I've been bullish on the banks for a long time - sometimes I wish I hadn't been - due to the idea that rate hikes were coming. After the December hike I thought we were on our way but the Fed has waffled a bit since then, reducing its hike forecast for 2016 from four to two. But the Fed does seem very determined to hit two hikes this year and minutes from the FOMC's April meeting suggest that June is indeed the time frame we should be looking for in terms of when the next hike will come. But the reaction of Treasury rates and stock prices to the "news" that the FOMC intends to do exactly what it said it would do proves that market participants are ill-prepared.
The media is portraying the comments of the FOMC members as "shocking" but that couldn't be further from the truth; the FOMC has been telling us all year they're going to raise rates. Why should we be shocked they are actually going to do it? Just because it has been a while? Because we don't want them to take away cheap money? That's not a valid investing strategy but it seems that is exactly what many investors think.
The funny thing is that a week ago, the CME's FedWatch tool had market participants seeing a virtually zero percent chance of a rate hike in a few weeks. But after the minutes from the April meeting were released, odds stand at roughly a third. I'd argue the actual odds are even higher than that because we've heard countless hawkish remarks from Fed officials in the past couple of weeks and the minutes were simply confirmation of what we already knew; the Fed is ready to hike. The market is continuing to assume no hikes will take place until there is clear evidence they should but that is the wrong way to view it. The FOMC has made it clear they want to hike and I believe they will do so unless they can find a compelling reason not to. That's a much different view than the former and that is why people were caught off guard by the minutes. In reality, nothing has changed but perception among market participants; the Fed is just toeing the line in the sand it created earlier this year.

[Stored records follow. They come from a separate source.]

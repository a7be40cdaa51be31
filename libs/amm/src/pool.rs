//! Pool ledger: successor pool state for each liquidity operation
//!
//! Token 0 is the native unit, token 1 the quote category. The pool state
//! tracks reserves and fee growth only; swap fees sit outside the tracked
//! reserves as a fee pot the covenant reads from the registry balance.

use facet_codec::{range, FeeCheckpoint, PoolState, Position};
use facet_types::{CovenantError, CovenantResult};
use tracing::debug;

use crate::fees::{fees_owed, growth_increment};
use crate::pricing::{PricingModel, SwapQuote};
use crate::ticks::TickDomain;

/// Outcome of adding liquidity
#[derive(Debug, Clone, Copy, PartialEq, Eq)]
pub struct Deposit {
    pub state: PoolState,
    pub position: Position,
    pub checkpoint: FeeCheckpoint,
    pub amount0: u64,
    pub amount1: u64,
}

/// Outcome of removing a position
#[derive(Debug, Clone, Copy, PartialEq, Eq)]
pub struct Withdrawal {
    pub state: PoolState,
    /// Proportional share of the tracked reserves
    pub amount0: u64,
    pub amount1: u64,
    /// Uncollected fees, paid from the fee pot
    pub fees0: u64,
    pub fees1: u64,
}

impl Withdrawal {
    pub fn total0(&self) -> CovenantResult<u64> {
        add("payout0", self.amount0, self.fees0)
    }

    pub fn total1(&self) -> CovenantResult<u64> {
        add("payout1", self.amount1, self.fees1)
    }
}

/// Outcome of a swap
#[derive(Debug, Clone, Copy, PartialEq, Eq)]
pub struct SwapOutcome {
    pub state: PoolState,
    pub quote: SwapQuote,
    pub zero_for_one: bool,
}

/// Outcome of collecting fees
#[derive(Debug, Clone, Copy, PartialEq, Eq)]
pub struct Collection {
    pub checkpoint: FeeCheckpoint,
    pub fees0: u64,
    pub fees1: u64,
}

/// Pool accounting over a pricing model and a tick domain
#[derive(Debug, Clone)]
pub struct PoolLedger<M> {
    model: M,
    domain: TickDomain,
}

fn add(field: &'static str, a: u64, b: u64) -> CovenantResult<u64> {
    range::amount(field, u128::from(a) + u128::from(b))
}

fn share(amount: u64, liquidity: u64, total: u64) -> u64 {
    // liquidity <= total, so the quotient never exceeds amount
    let scaled = u128::from(amount) * u128::from(liquidity) / u128::from(total);
    u64::try_from(scaled).unwrap_or(amount)
}

impl<M: PricingModel> PoolLedger<M> {
    pub fn new(model: M, domain: TickDomain) -> Self {
        Self { model, domain }
    }

    pub fn model(&self) -> &M {
        &self.model
    }

    pub fn domain(&self) -> &TickDomain {
        &self.domain
    }

    /// Deposit both legs into `[tick_lower, tick_upper)`
    ///
    /// Ticks are checked before amounts, so a bad range fails with
    /// `InvalidTickRange` whatever the deposit.
    pub fn add_liquidity(
        &self,
        state: &PoolState,
        amount0: u64,
        amount1: u64,
        tick_lower: i32,
        tick_upper: i32,
    ) -> CovenantResult<Deposit> {
        self.domain.validate_range(tick_lower, tick_upper)?;

        let liquidity = self.model.liquidity_for(amount0, amount1);
        if liquidity == 0 {
            return Err(CovenantError::out_of_range("liquidity", 0u8));
        }

        let next = PoolState {
            reserve0: add("reserve0", state.reserve0, amount0)?,
            reserve1: add("reserve1", state.reserve1, amount1)?,
            liquidity: add("liquidity", state.liquidity, liquidity)?,
            ..*state
        };
        let position = Position {
            tick_lower,
            tick_upper,
            liquidity,
        };
        let checkpoint = FeeCheckpoint::for_position(&position, state.fee_growth0, state.fee_growth1);

        debug!(
            amount0,
            amount1,
            liquidity,
            tick_lower,
            tick_upper,
            "Liquidity added"
        );

        Ok(Deposit {
            state: next,
            position,
            checkpoint,
            amount0,
            amount1,
        })
    }

    /// Burn a position, returning its reserve share plus uncollected fees
    pub fn remove_liquidity(
        &self,
        state: &PoolState,
        position: &Position,
        checkpoint: &FeeCheckpoint,
    ) -> CovenantResult<Withdrawal> {
        if !checkpoint.matches(position) {
            return Err(CovenantError::invalid(
                "fee checkpoint does not belong to the position",
            ));
        }
        if position.liquidity == 0 || position.liquidity > state.liquidity {
            return Err(CovenantError::invalid(format!(
                "position liquidity {} exceeds pool liquidity {}",
                position.liquidity, state.liquidity
            )));
        }

        let (amount0, amount1) = if position.liquidity == state.liquidity {
            (state.reserve0, state.reserve1)
        } else {
            (
                share(state.reserve0, position.liquidity, state.liquidity),
                share(state.reserve1, position.liquidity, state.liquidity),
            )
        };
        let fees0 = fees_owed(
            "fees0",
            position.liquidity,
            state.fee_growth0,
            checkpoint.fee_growth0,
        )?;
        let fees1 = fees_owed(
            "fees1",
            position.liquidity,
            state.fee_growth1,
            checkpoint.fee_growth1,
        )?;

        let next = PoolState {
            reserve0: state.reserve0 - amount0,
            reserve1: state.reserve1 - amount1,
            liquidity: state.liquidity - position.liquidity,
            ..*state
        };

        debug!(
            liquidity = position.liquidity,
            amount0, amount1, fees0, fees1, "Liquidity removed"
        );

        Ok(Withdrawal {
            state: next,
            amount0,
            amount1,
            fees0,
            fees1,
        })
    }

    /// Swap `amount_in` of one leg for the other
    ///
    /// The net input joins the input reserve, the fee joins the fee pot and
    /// raises fee growth on the input leg.
    pub fn swap(
        &self,
        state: &PoolState,
        zero_for_one: bool,
        amount_in: u64,
        min_amount_out: u64,
    ) -> CovenantResult<SwapOutcome> {
        let quote = self.model.quote(amount_in)?;

        let reserve_out = if zero_for_one {
            state.reserve1
        } else {
            state.reserve0
        };
        if state.liquidity == 0 || quote.amount_out > reserve_out {
            return Err(CovenantError::InsufficientReserve {
                available: if state.liquidity == 0 { 0 } else { reserve_out },
                required: quote.amount_out,
            });
        }
        if quote.amount_out < min_amount_out {
            return Err(CovenantError::SlippageExceeded {
                amount_out: quote.amount_out,
                min_amount_out,
            });
        }

        let net_in = quote.amount_in.checked_sub(quote.fee).ok_or_else(|| {
            CovenantError::invalid(format!(
                "swap fee {} exceeds input {}",
                quote.fee, quote.amount_in
            ))
        })?;

        let mut next = *state;
        if zero_for_one {
            next.reserve0 = add("reserve0", state.reserve0, net_in)?;
            next.reserve1 = state.reserve1 - quote.amount_out;
            let growth = growth_increment("fee_growth0", quote.fee, state.liquidity)?;
            next.fee_growth0 = state.fee_growth0.wrapping_add(growth);
        } else {
            next.reserve1 = add("reserve1", state.reserve1, net_in)?;
            next.reserve0 = state.reserve0 - quote.amount_out;
            let growth = growth_increment("fee_growth1", quote.fee, state.liquidity)?;
            next.fee_growth1 = state.fee_growth1.wrapping_add(growth);
        }

        debug!(
            zero_for_one,
            amount_in,
            amount_out = quote.amount_out,
            fee = quote.fee,
            fee_rate = %quote.effective_fee_rate(),
            "Swap quoted"
        );

        Ok(SwapOutcome {
            state: next,
            quote,
            zero_for_one,
        })
    }

    /// Fees owed since the checkpoint, and the advanced checkpoint
    pub fn collect(
        &self,
        state: &PoolState,
        position: &Position,
        checkpoint: &FeeCheckpoint,
    ) -> CovenantResult<Collection> {
        if !checkpoint.matches(position) {
            return Err(CovenantError::invalid(
                "fee checkpoint does not belong to the position",
            ));
        }
        let fees0 = fees_owed(
            "fees0",
            position.liquidity,
            state.fee_growth0,
            checkpoint.fee_growth0,
        )?;
        let fees1 = fees_owed(
            "fees1",
            position.liquidity,
            state.fee_growth1,
            checkpoint.fee_growth1,
        )?;
        Ok(Collection {
            checkpoint: FeeCheckpoint::for_position(position, state.fee_growth0, state.fee_growth1),
            fees0,
            fees1,
        })
    }
}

So what do we do with this information? I think this firmly puts two rate hikes on the table for 2016, just as the FOMC told us would be the case. That means the financials are a screaming buy here as seriously depressed valuations and the prospect of higher rates could make some of the more rate-sensitive names rocket ships should the rate hikes materialize soon.

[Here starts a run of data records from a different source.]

//! Typed commitments for every state-token kind

use facet_types::{CategoryId, CodeHash, CovenantError, CovenantResult};
use zerocopy::byteorder::{I32, U16, U32, U64};
use zerocopy::{AsBytes, FromBytes};

use crate::layout::{CommitmentKind, CommitmentLayout, Facet};
use crate::range;
use crate::wire::{
    FeeCheckpointWire, OptionWire, PoolStateWire, PositionWire, PriceFeedWire, RegistryWire,
    StakeReceiptWire, TrancheWire,
};

/// Registry flag: facet rejects every non-governance operation
pub const FLAG_PAUSED: u8 = 0b0000_0001;
const DEFINED_FLAGS: u8 = FLAG_PAUSED;

fn read<W: FromBytes>(kind: CommitmentKind, bytes: &[u8]) -> CovenantResult<W> {
    if bytes.len() != kind.width() {
        return Err(CovenantError::wrong_width(kind.name(), kind.width(), bytes.len()));
    }
    W::read_from(bytes)
        .ok_or_else(|| CovenantError::wrong_width(kind.name(), kind.width(), bytes.len()))
}

/// Facet registry entry, carried by the minting-capability token
#[derive(Debug, Clone, Copy, PartialEq, Eq)]
pub struct RegistryEntry {
    pub facet: Facet,
    pub code_hash: CodeHash,
    pub version: u16,
    pub paused: bool,
}

impl RegistryEntry {
    /// First version of a freshly deployed facet
    pub fn genesis(facet: Facet, code_hash: CodeHash) -> Self {
        Self {
            facet,
            code_hash,
            version: 1,
            paused: false,
        }
    }
}

impl CommitmentLayout for RegistryEntry {
    const KIND: CommitmentKind = CommitmentKind::Registry;

    fn encode(&self) -> Vec<u8> {
        let wire = RegistryWire {
            facet_id: self.facet.id(),
            code_hash: self.code_hash.into_inner(),
            version: U16::new(self.version),
            flags: if self.paused { FLAG_PAUSED } else { 0 },
        };
        wire.as_bytes().to_vec()
    }

    fn decode(bytes: &[u8]) -> CovenantResult<Self> {
        let wire: RegistryWire = read(Self::KIND, bytes)?;
        let facet = Facet::from_id(wire.facet_id).ok_or_else(|| {
            CovenantError::MalformedCommitment {
                kind: Self::KIND.name(),
                reason: format!("unknown facet id {}", wire.facet_id),
            }
        })?;
        if wire.flags & !DEFINED_FLAGS != 0 {
            return Err(CovenantError::MalformedCommitment {
                kind: Self::KIND.name(),
                reason: format!("undefined flag bits {:#010b}", wire.flags),
            });
        }
        Ok(Self {
            facet,
            code_hash: CodeHash::new(wire.code_hash),
            version: wire.version.get(),
            paused: wire.flags & FLAG_PAUSED != 0,
        })
    }
}

/// Stake receipt: the staked amount it can redeem
#[derive(Debug, Clone, Copy, PartialEq, Eq)]
pub struct StakeReceipt {
    pub amount: u64,
}

impl StakeReceipt {
    pub fn try_new(amount: u128) -> CovenantResult<Self> {
        Ok(Self {
            amount: range::amount("staked_amount", amount)?,
        })
    }
}

impl CommitmentLayout for StakeReceipt {
    const KIND: CommitmentKind = CommitmentKind::StakeReceipt;

    fn encode(&self) -> Vec<u8> {
        StakeReceiptWire {
            amount: U64::new(self.amount),
        }
        .as_bytes()
        .to_vec()
    }

    fn decode(bytes: &[u8]) -> CovenantResult<Self> {
        let wire: StakeReceiptWire = read(Self::KIND, bytes)?;
        Ok(Self {
            amount: wire.amount.get(),
        })
    }
}

/// Principal token (PT)
#[derive(Debug, Clone, Copy, PartialEq, Eq)]
pub struct PrincipalToken {
    pub principal: u64,
    pub expiry: u32,
}

impl PrincipalToken {
    pub fn try_new(principal: u128, expiry: u64) -> CovenantResult<Self> {
        Ok(Self {
            principal: range::amount("principal", principal)?,
            expiry: range::word("expiry", expiry)?,
        })
    }
}

impl CommitmentLayout for PrincipalToken {
    const KIND: CommitmentKind = CommitmentKind::Principal;

    fn encode(&self) -> Vec<u8> {
        TrancheWire {
            amount: U64::new(self.principal),
            expiry: U32::new(self.expiry),
        }
        .as_bytes()
        .to_vec()
    }

    fn decode(bytes: &[u8]) -> CovenantResult<Self> {
        let wire: TrancheWire = read(Self::KIND, bytes)?;
        Ok(Self {
            principal: wire.amount.get(),
            expiry: wire.expiry.get(),
        })
    }
}

/// Yield token (YT)
#[derive(Debug, Clone, Copy, PartialEq, Eq)]
pub struct YieldToken {
    pub accrued: u64,
    pub expiry: u32,
}

impl YieldToken {
    pub fn try_new(accrued: u128, expiry: u64) -> CovenantResult<Self> {
        Ok(Self {
            accrued: range::amount("accrued_yield", accrued)?,
            expiry: range::word("expiry", expiry)?,
        })
    }
}

impl CommitmentLayout for YieldToken {
    const KIND: CommitmentKind = CommitmentKind::Yield;

    fn encode(&self) -> Vec<u8> {
        TrancheWire {
            amount: U64::new(self.accrued),
            expiry: U32::new(self.expiry),
        }
        .as_bytes()
        .to_vec()
    }

    fn decode(bytes: &[u8]) -> CovenantResult<Self> {
        let wire: TrancheWire = read(Self::KIND, bytes)?;
        Ok(Self {
            accrued: wire.amount.get(),
            expiry: wire.expiry.get(),
        })
    }
}

/// Liquidity position over `[tick_lower, tick_upper)`
#[derive(Debug, Clone, Copy, PartialEq, Eq)]
pub struct Position {
    pub tick_lower: i32,
    pub tick_upper: i32,
    pub liquidity: u64,
}

impl Position {
    pub fn try_new(tick_lower: i64, tick_upper: i64, liquidity: u128) -> CovenantResult<Self> {
        Ok(Self {
            tick_lower: range::tick("tick_lower", tick_lower)?,
            tick_upper: range::tick("tick_upper", tick_upper)?,
            liquidity: range::amount("liquidity", liquidity)?,
        })
    }
}

impl CommitmentLayout for Position {
    const KIND: CommitmentKind = CommitmentKind::Position;

    fn encode(&self) -> Vec<u8> {
        PositionWire {
            tick_lower: I32::new(self.tick_lower),
            tick_upper: I32::new(self.tick_upper),
            liquidity: U64::new(self.liquidity),
        }
        .as_bytes()
        .to_vec()
    }

    fn decode(bytes: &[u8]) -> CovenantResult<Self> {
        let wire: PositionWire = read(Self::KIND, bytes)?;
        Ok(Self {
            tick_lower: wire.tick_lower.get(),
            tick_upper: wire.tick_upper.get(),
            liquidity: wire.liquidity.get(),
        })
    }
}

/// Pool-wide state: tracked reserves, total liquidity, fee growth per unit liquidity
#[derive(Debug, Clone, Copy, PartialEq, Eq, Default)]
pub struct PoolState {
    pub reserve0: u64,
    pub reserve1: u64,
    pub liquidity: u64,
    pub fee_growth0: u64,
    pub fee_growth1: u64,
}

impl CommitmentLayout for PoolState {
    const KIND: CommitmentKind = CommitmentKind::PoolState;

    fn encode(&self) -> Vec<u8> {
        PoolStateWire {
            reserve0: U64::new(self.reserve0),
            reserve1: U64::new(self.reserve1),
            liquidity: U64::new(self.liquidity),
            fee_growth0: U64::new(self.fee_growth0),
            fee_growth1: U64::new(self.fee_growth1),
        }
        .as_bytes()
        .to_vec()
    }

    fn decode(bytes: &[u8]) -> CovenantResult<Self> {
        let wire: PoolStateWire = read(Self::KIND, bytes)?;
        Ok(Self {
            reserve0: wire.reserve0.get(),
            reserve1: wire.reserve1.get(),
            liquidity: wire.liquidity.get(),
            fee_growth0: wire.fee_growth0.get(),
            fee_growth1: wire.fee_growth1.get(),
        })
    }
}

/// Fee growth a position has already collected up to, bound to the position's shape
#[derive(Debug, Clone, Copy, PartialEq, Eq)]
pub struct FeeCheckpoint {
    pub tick_lower: i32,
    pub tick_upper: i32,
    pub liquidity: u64,
    pub fee_growth0: u64,
    pub fee_growth1: u64,
}

impl FeeCheckpoint {
    pub fn for_position(position: &Position, fee_growth0: u64, fee_growth1: u64) -> Self {
        Self {
            tick_lower: position.tick_lower,
            tick_upper: position.tick_upper,
            liquidity: position.liquidity,
            fee_growth0,
            fee_growth1,
        }
    }

    /// True when this checkpoint belongs to a position of the same shape
    pub fn matches(&self, position: &Position) -> bool {
        self.tick_lower == position.tick_lower
            && self.tick_upper == position.tick_upper
            && self.liquidity == position.liquidity
    }
}

impl CommitmentLayout for FeeCheckpoint {
    const KIND: CommitmentKind = CommitmentKind::FeeCheckpoint;

    fn encode(&self) -> Vec<u8> {
        FeeCheckpointWire {
            tick_lower: I32::new(self.tick_lower),
            tick_upper: I32::new(self.tick_upper),
            liquidity: U64::new(self.liquidity),
            fee_growth0: U64::new(self.fee_growth0),
            fee_growth1: U64::new(self.fee_growth1),
        }
        .as_bytes()
        .to_vec()
    }

    fn decode(bytes: &[u8]) -> CovenantResult<Self> {
        let wire: FeeCheckpointWire = read(Self::KIND, bytes)?;
        Ok(Self {
            tick_lower: wire.tick_lower.get(),
            tick_upper: wire.tick_upper.get(),
            liquidity: wire.liquidity.get(),
            fee_growth0: wire.fee_growth0.get(),
            fee_growth1: wire.fee_growth1.get(),
        })
    }
}

/// Written option
#[derive(Debug, Clone, Copy, PartialEq, Eq)]
pub struct OptionContract {
    pub asset: CategoryId,
    pub strike: u32,
    pub expiry: u32,
    pub is_call: bool,
}

impl OptionContract {
    pub fn try_new(asset: CategoryId, strike: u64, expiry: u64, is_call: bool) -> CovenantResult<Self> {
        Ok(Self {
            asset,
            strike: range::word("strike", strike)?,
            expiry: range::word("expiry", expiry)?,
            is_call,
        })
    }
}

impl CommitmentLayout for OptionContract {
    const KIND: CommitmentKind = CommitmentKind::Option;

    fn encode(&self) -> Vec<u8> {
        OptionWire {
            asset: self.asset.into_inner(),
            strike: U32::new(self.strike),
            expiry: U32::new(self.expiry),
            is_call: u8::from(self.is_call),
        }
        .as_bytes()
        .to_vec()
    }

    fn decode(bytes: &[u8]) -> CovenantResult<Self> {
        let wire: OptionWire = read(Self::KIND, bytes)?;
        let is_call = match wire.is_call {
            0 => false,
            1 => true,
            flag => {
                return Err(CovenantError::MalformedCommitment {
                    kind: Self::KIND.name(),
                    reason: format!("invalid is-call flag {}", flag),
                })
            }
        };
        Ok(Self {
            asset: CategoryId::new(wire.asset),
            strike: wire.strike.get(),
            expiry: wire.expiry.get(),
            is_call,
        })
    }
}

/// Oracle price observation
#[derive(Debug, Clone, Copy, PartialEq, Eq)]
pub struct PriceFeed {
    pub price: u64,
    pub published_at: u32,
}

impl CommitmentLayout for PriceFeed {
    const KIND: CommitmentKind = CommitmentKind::PriceFeed;

    fn encode(&self) -> Vec<u8> {
        PriceFeedWire {
            price: U64::new(self.price),
            published_at: U32::new(self.published_at),
        }
        .as_bytes()
        .to_vec()
    }

    fn decode(bytes: &[u8]) -> CovenantResult<Self> {
        let wire: PriceFeedWire = read(Self::KIND, bytes)?;
        Ok(Self {
            price: wire.price.get(),
            published_at: wire.published_at.get(),
        })
    }
}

The credit card names like Discover (NYSE:DFS) are unlikely to benefit quite as much as the names like Citi (NYSE:C) or Bank of America (NYSE:BAC) so while I like DFS for different reasons, I like C and BAC more. From the perspective of investing for the prospect of higher rates, you can do worse than just buying the XLF if diversification is your fancy but I prefer owning BAC because it has such high leverage to higher rates.
BAC's high concentration of low-cost deposits, large amounts of lendable capital and its high expenses mean that it has a unique amount of operating leverage when rates rise. As its lending portfolio becomes more valuable, it will see outsized operating leverage power profits higher at a much quicker rate than revenue due to the prodigious expenses it sports. But with rates set to move higher, BAC's operating leverage will become a blessing to shareholders and not a curse - for once.
If you were surprised by the minutes of the April meeting I dare say you weren't paying attention earlier this year. The Fed is preparing us for rate hikes by telling us months in advance so my base case right now is a June hike followed by a late year hike that sneaks in the second bump just in time. The actual timing isn't particularly important - June or September is all the same - but I think the Fed will go with June because it will allow more time in between the first hike of 2016 and the second. All of this means the banks are a buy and for maximum operating leverage, BAC is the pick of the litter.
Disclosure: I am/we are long BAC, DFS, C.
I wrote this article myself, and it expresses my own opinions. I am not receiving compensation for it (other than from Seeking Alpha). I have no business relationship with any company whose stock is mentioned in this article.